Studies on academic experience mainly concentrate on the content and evaluation of user experience with regard to knowledge acquisition by search engines, digital libraries or e-learning systems, etc. For instance, Paechter, Maier and Macher (2010) investigated the factors that students consider important in shaping their learning achievements and course satisfaction in e-learning. The study surveyed 2196 students from twenty-nine universities in Austria. Multiple regression analyses were performed to investigate the influences of different facets of the students' expectations and experiences regarding perceived learning achievements and course satisfaction. The results showed that the students' assessments of the instructor's expertise in e-learning, and their counselling and support are the best predictors of learning achievement and course satisfaction. Baird and Fisher (2005) integrated social networking, user experience design strategies, and some emerging technologies into the curriculum to support student learning, and explored how current and emerging social networking media (such as Weblogs, wiki,and other self-publishing media) enhance the overall user experience for students in synchronous and asynchronous learning environments. Kenney (2011) introduced a search engine developed by the library of Liverpool University in England, studying its interactive interface, content, and tools for personalisation. He found that the key to enhancing user experience in digital libraries is to provide high quality information retrieval services. A study by He (2007) on search engine marketing showed that user experience in search engine communities can be enhanced by exceeding the value that users expect of their experience as well as increasing reward points and interaction between users. Pei, Xue, Zhao and Tao (2013) evaluated search engines from the perspective of user experience, and established an evaluation index system for search engines. In their study, a fuzzy comprehensive evaluation model of search engines was constructed and the rationality and reliability of the model that contained example verification was presented.

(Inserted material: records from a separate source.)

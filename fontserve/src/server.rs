//! Thin HTTP/1.1 glue over the resolution pipeline.
//!
//! The interesting work happens in `fontstore` and [`crate::archive`]; this
//! module parses a request line, routes the two fonts endpoints, maps the
//! not-found taxonomy to 404, and pumps connections through a fixed worker
//! pool. [`Server::handle`] writes a complete response to any sink, which is
//! what the tests drive directly.

use std::{
    io::{self, BufRead, BufReader, BufWriter, Write},
    net::{TcpListener, TcpStream},
    thread,
};

use fontstore::{bundle, Catalog, Paths};
use log::{debug, error, info, warn};

use crate::{api, archive, error::Error, query};

/// A parsed request line plus its query parameters.
#[derive(Debug, Clone, PartialEq)]
pub struct HttpRequest {
    pub method: String,
    pub target: String,
    path: String,
    params: Vec<(String, String)>,
}

impl HttpRequest {
    pub fn new(method: &str, target: &str) -> HttpRequest {
        let (path, raw_query) = match target.split_once('?') {
            Some((path, raw_query)) => (path, Some(raw_query)),
            None => (target, None),
        };
        HttpRequest {
            method: method.to_string(),
            target: target.to_string(),
            path: path.to_string(),
            params: raw_query.map(query::split_query).unwrap_or_default(),
        }
    }

    /// Parse `GET /api/fonts?x=y HTTP/1.1`.
    pub fn from_request_line(line: &str) -> Option<HttpRequest> {
        let mut parts = line.split_whitespace();
        let method = parts.next()?;
        let target = parts.next()?;
        if !parts.next()?.starts_with("HTTP/") {
            return None;
        }
        Some(HttpRequest::new(method, target))
    }

    pub fn path(&self) -> &str {
        &self.path
    }

    /// The first value for a query parameter, if present.
    pub fn param(&self, key: &str) -> Option<&str> {
        self.params
            .iter()
            .find(|(k, _)| k == key)
            .map(|(_, v)| v.as_str())
    }
}

pub struct Server {
    catalog: Catalog,
    paths: Paths,
    base_url: String,
}

impl Server {
    pub fn new(catalog: Catalog, paths: Paths, base_url: impl Into<String>) -> Server {
        Server {
            catalog,
            paths,
            base_url: base_url.into().trim_end_matches('/').to_string(),
        }
    }

    /// Accept connections forever, fanning them out to `workers` threads.
    ///
    /// The bounded channel applies backpressure on accept when every worker
    /// is busy streaming.
    pub fn run(&self, listener: TcpListener, workers: usize) {
        let workers = workers.max(1);
        info!("Serving {} fonts", self.catalog.len());
        let (send, recv) = crossbeam_channel::bounded::<TcpStream>(workers * 2);
        thread::scope(|scope| {
            for _ in 0..workers {
                let recv = recv.clone();
                scope.spawn(move || {
                    for stream in recv.iter() {
                        self.handle_connection(stream);
                    }
                });
            }
            drop(recv);
            for stream in listener.incoming() {
                match stream {
                    Ok(stream) => {
                        if send.send(stream).is_err() {
                            break;
                        }
                    }
                    Err(e) => warn!("Unable to accept a connection: {e}"),
                }
            }
        });
    }

    fn handle_connection(&self, stream: TcpStream) {
        let read_half = match stream.try_clone() {
            Ok(clone) => clone,
            Err(e) => {
                warn!("Unable to clone a connection: {e}");
                return;
            }
        };
        let mut reader = BufReader::new(read_half);
        let mut line = String::new();
        if reader.read_line(&mut line).is_err() {
            return;
        }
        let mut writer = BufWriter::new(stream);
        let req = match HttpRequest::from_request_line(line.trim_end()) {
            Some(req) => req,
            None => {
                let _ = respond_text(&mut writer, 400, "Bad Request", "Bad request");
                return;
            }
        };
        // Drain the request headers; the GET routes carry no body.
        let mut header = String::new();
        loop {
            header.clear();
            match reader.read_line(&mut header) {
                Ok(0) => break,
                Ok(_) if header == "\r\n" || header == "\n" => break,
                Ok(_) => (),
                Err(_) => return,
            }
        }
        if let Err(e) = self.handle(&req, &mut writer).and_then(|()| writer.flush()) {
            // The client went away; there is nobody left to tell.
            debug!("{} {}: connection closed early: {}", req.method, req.target, e);
        }
    }

    /// Write the full response for one request to `sink`.
    pub fn handle<W: Write>(&self, req: &HttpRequest, sink: &mut W) -> io::Result<()> {
        debug!("{} {}", req.method, req.target);
        if req.method != "GET" {
            return respond_text(sink, 405, "Method Not Allowed", "Not allowed");
        }
        if req.path() == "/api/fonts" {
            return match serde_json::to_vec(&api::list_fonts(&self.catalog)) {
                Ok(body) => respond_json(sink, &body),
                Err(e) => self.respond_error(req, e.into(), sink),
            };
        }
        match req.path().strip_prefix("/api/fonts/") {
            Some(id) if !id.is_empty() && !id.contains('/') => self.font_by_id(id, req, sink),
            _ => respond_not_found(sink),
        }
    }

    fn font_by_id<W: Write>(&self, id: &str, req: &HttpRequest, sink: &mut W) -> io::Result<()> {
        let subsets = query::list_param(req.param("subsets"));
        let bundle = match self.catalog.bundle(id, subsets.as_deref()) {
            Ok(bundle) => bundle,
            Err(e) => return self.respond_error(req, e.into(), sink),
        };
        let variants = match bundle.variants(&self.base_url) {
            Ok(variants) => variants,
            Err(e) => return self.respond_error(req, e.into(), sink),
        };

        if req.param("download") != Some("zip") {
            return match serde_json::to_vec(&api::font_detail(&bundle, variants)) {
                Ok(body) => respond_json(sink, &body),
                Err(e) => self.respond_error(req, e.into(), sink),
            };
        }

        let variant_filter = query::list_param(req.param("variants"));
        let format_filter = query::list_param(req.param("formats"));
        let entries = self.paths.file_entries(&bundle, &variants);
        let entries =
            bundle::filter_files(entries, variant_filter.as_deref(), format_filter.as_deref());
        if entries.is_empty() {
            let err = fontstore::Error::NoMatchingFiles(id.to_string());
            return self.respond_error(req, err.into(), sink);
        }

        let filename = format!(
            "{}-{}-{}.zip",
            bundle.font.id, bundle.font.version, bundle.store_id
        );
        respond_zip_head(sink, &filename)?;
        // The body has started; an error now can only be logged and the
        // connection dropped, leaving the client a truncated archive.
        if let Err(e) = archive::stream_archive(&entries, &mut *sink) {
            error!("{} {}: error while streaming the archive: {}", req.method, req.target, e);
        }
        Ok(())
    }

    fn respond_error<W: Write>(&self, req: &HttpRequest, err: Error, sink: &mut W) -> io::Result<()> {
        if err.is_not_found() {
            debug!("{} {}: {}", req.method, req.target, err);
            respond_not_found(sink)
        } else {
            error!("{} {}: {}", req.method, req.target, err);
            respond_text(sink, 500, "Internal Server Error", "Internal server error")
        }
    }
}

fn respond_text<W: Write>(sink: &mut W, status: u16, reason: &str, body: &str) -> io::Result<()> {
    write!(
        sink,
        "HTTP/1.1 {status} {reason}\r\n\
         Content-Type: text/plain; charset=utf-8\r\n\
         Content-Length: {}\r\n\
         Connection: close\r\n\r\n{body}",
        body.len()
    )
}

fn respond_not_found<W: Write>(sink: &mut W) -> io::Result<()> {
    respond_text(sink, 404, "Not Found", "Not found")
}

fn respond_json<W: Write>(sink: &mut W, body: &[u8]) -> io::Result<()> {
    write!(
        sink,
        "HTTP/1.1 200 OK\r\n\
         Content-Type: application/json; charset=utf-8\r\n\
         Content-Length: {}\r\n\
         Connection: close\r\n\r\n",
        body.len()
    )?;
    sink.write_all(body)
}

/// The zip body is streamed with no known length, so the response is
/// close-delimited.
fn respond_zip_head<W: Write>(sink: &mut W, filename: &str) -> io::Result<()> {
    write!(
        sink,
        "HTTP/1.1 200 OK\r\n\
         Content-Type: application/zip\r\n\
         Content-Disposition: attachment; filename={filename}\r\n\
         Connection: close\r\n\r\n"
    )
}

Factors affecting use of social question and answer sites

Previous user-centred studies have focused on user motivations, user behaviour and user satisfaction. Oh (2011), for instance, identified and explored relationships between the motivations and the answering strategies of those who answered a question placed in social question and answer sites. A model of the answering processes, composed of ten motivations and five answering strategies, was proposed and tested using an online survey. Oh found that answering strategies vary according to motivations, and that answerers are highly motivated by altruism, enjoyment, and efficacy, rather than by reputation, reciprocity, and personal gain. Park and Jeong (2004) analysed the information needs and user behaviour of a question and answer service, and made suggestions for the service, with particular emphasis on reinforcing the effectiveness of the information and enhancing the service's efficiency and accuracy. Yu (2006) studied how informal information sharing patterns have a role to play regarding learning in the context of services, and examined the power of collective intelligence on the Internet and people's perceptions of collective intelligence. The results showed that the behaviour of site users is related to cognitive factors such as satisfaction, perceived usefulness and trust. Gao (2013) constructed a model of the determinants of user satisfaction in such communities based on the information systems success model and technology acceptance model by including the factors of system quality, information quality, perceived usefulness, the impacts of individual users on users and the impacts of the community on users. Drawing on social exchange theory, Jin (2009) conducted an empirical study to address: (1) the relationship between behavioural intention regarding continuous information contribution in online question answering communities and the satisfaction degree of users as well as self-efficacy; (2) how the performance of contributions affects self-efficacy and user satisfaction; and (3) how users' identity orientations moderate the relationship between the different performances of contribution and user satisfaction. Fan and Zha (2013) developed a research framework to analyse users' continuous intention to contribute information from the perspectives of the social capital theory and subjective norms. They found that reciprocity is the key determinant of user contribution intention.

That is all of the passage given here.